:: SUPPLIED DATA ::
——
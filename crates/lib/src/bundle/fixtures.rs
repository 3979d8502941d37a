//! Local git remotes for bundle tests.
//!
//! Repositories are built with the `git` CLI in a temp directory and reached
//! through a `file://` URL, so clone and ref listing run without a network.

use std::fs;
use std::path::Path;
use std::process::Command;

use tempfile::TempDir;

use super::Repository;

/// A repository with a `main` and an `other` branch.
///
/// `main` holds `web.yaml`, `worker.yaml`, `db.env`, `notes.md` and two
/// overrides under `customise/`. `other` adds `api.yaml` on top of it.
pub struct LocalRemote {
  _dir: TempDir,
  url: String,
  pub main_tip: String,
  pub other_tip: String,
}

impl LocalRemote {
  pub fn new() -> Self {
    let dir = TempDir::new().unwrap();
    let root = dir.path();

    git(root, &["init", "-q"]);
    git(root, &["symbolic-ref", "HEAD", "refs/heads/main"]);
    git(root, &["config", "user.email", "gear@example.com"]);
    git(root, &["config", "user.name", "gear"]);
    git(root, &["config", "commit.gpgsign", "false"]);

    write(root, "web.yaml", "services:\n  web:\n    image: nginx\n");
    write(root, "worker.yaml", "services:\n  worker:\n    image: busybox\n");
    write(root, "db.env", "POSTGRES_PASSWORD=secret\n");
    write(root, "notes.md", "# deployment notes\n");
    write(root, "customise/web-alpha.yaml", "services:\n  web:\n    environment: [TARGET=alpha]\n");
    write(root, "customise/web-beta.yaml", "services:\n  web:\n    environment: [TARGET=beta]\n");
    git(root, &["add", "-A"]);
    git(root, &["commit", "-q", "-m", "initial services"]);
    let main_tip = git(root, &["rev-parse", "HEAD"]);

    git(root, &["checkout", "-q", "-b", "other"]);
    write(root, "api.yaml", "services:\n  api:\n    image: httpd\n");
    git(root, &["add", "-A"]);
    git(root, &["commit", "-q", "-m", "add api"]);
    let other_tip = git(root, &["rev-parse", "HEAD"]);
    git(root, &["checkout", "-q", "main"]);

    let url = format!("file://{}", root.display());
    Self {
      _dir: dir,
      url,
      main_tip,
      other_tip,
    }
  }

  pub fn repository(&self, branch: &str) -> Repository {
    Repository {
      url: self.url.clone(),
      branch: branch.to_string(),
      ssh_key_file: None,
    }
  }
}

fn write(root: &Path, relative: &str, content: &str) {
  let path = root.join(relative);
  fs::create_dir_all(path.parent().unwrap()).unwrap();
  fs::write(path, content).unwrap();
}

fn git(root: &Path, args: &[&str]) -> String {
  let output = Command::new("git")
    .args(args)
    .current_dir(root)
    .output()
    .unwrap_or_else(|e| panic!("failed to run `git {args:?}`: {e}"));
  assert!(
    output.status.success(),
    "`git {args:?}` failed:\n{}",
    String::from_utf8_lossy(&output.stderr)
  );
  String::from_utf8_lossy(&output.stdout).trim().to_string()
}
——
:: WHAT THE TASK ASKS ::
Show all lines from the listing above in which "write" appears.

:: ANSWER BOX ::
    write(root, "web.yaml", "services:\n  web:\n    image: nginx\n");
    write(root, "worker.yaml", "services:\n  worker:\n    image: busybox\n");
    write(root, "db.env", "POSTGRES_PASSWORD=secret\n");
    write(root, "notes.md", "# deployment notes\n");
    write(root, "customise/web-alpha.yaml", "services:\n  web:\n    environment: [TARGET=alpha]\n");
    write(root, "customise/web-beta.yaml", "services:\n  web:\n    environment: [TARGET=beta]\n");
    write(root, "api.yaml", "services:\n  api:\n    image: httpd\n");
fn write(root: &Path, relative: &str, content: &str) {
  fs::write(path, content).unwrap();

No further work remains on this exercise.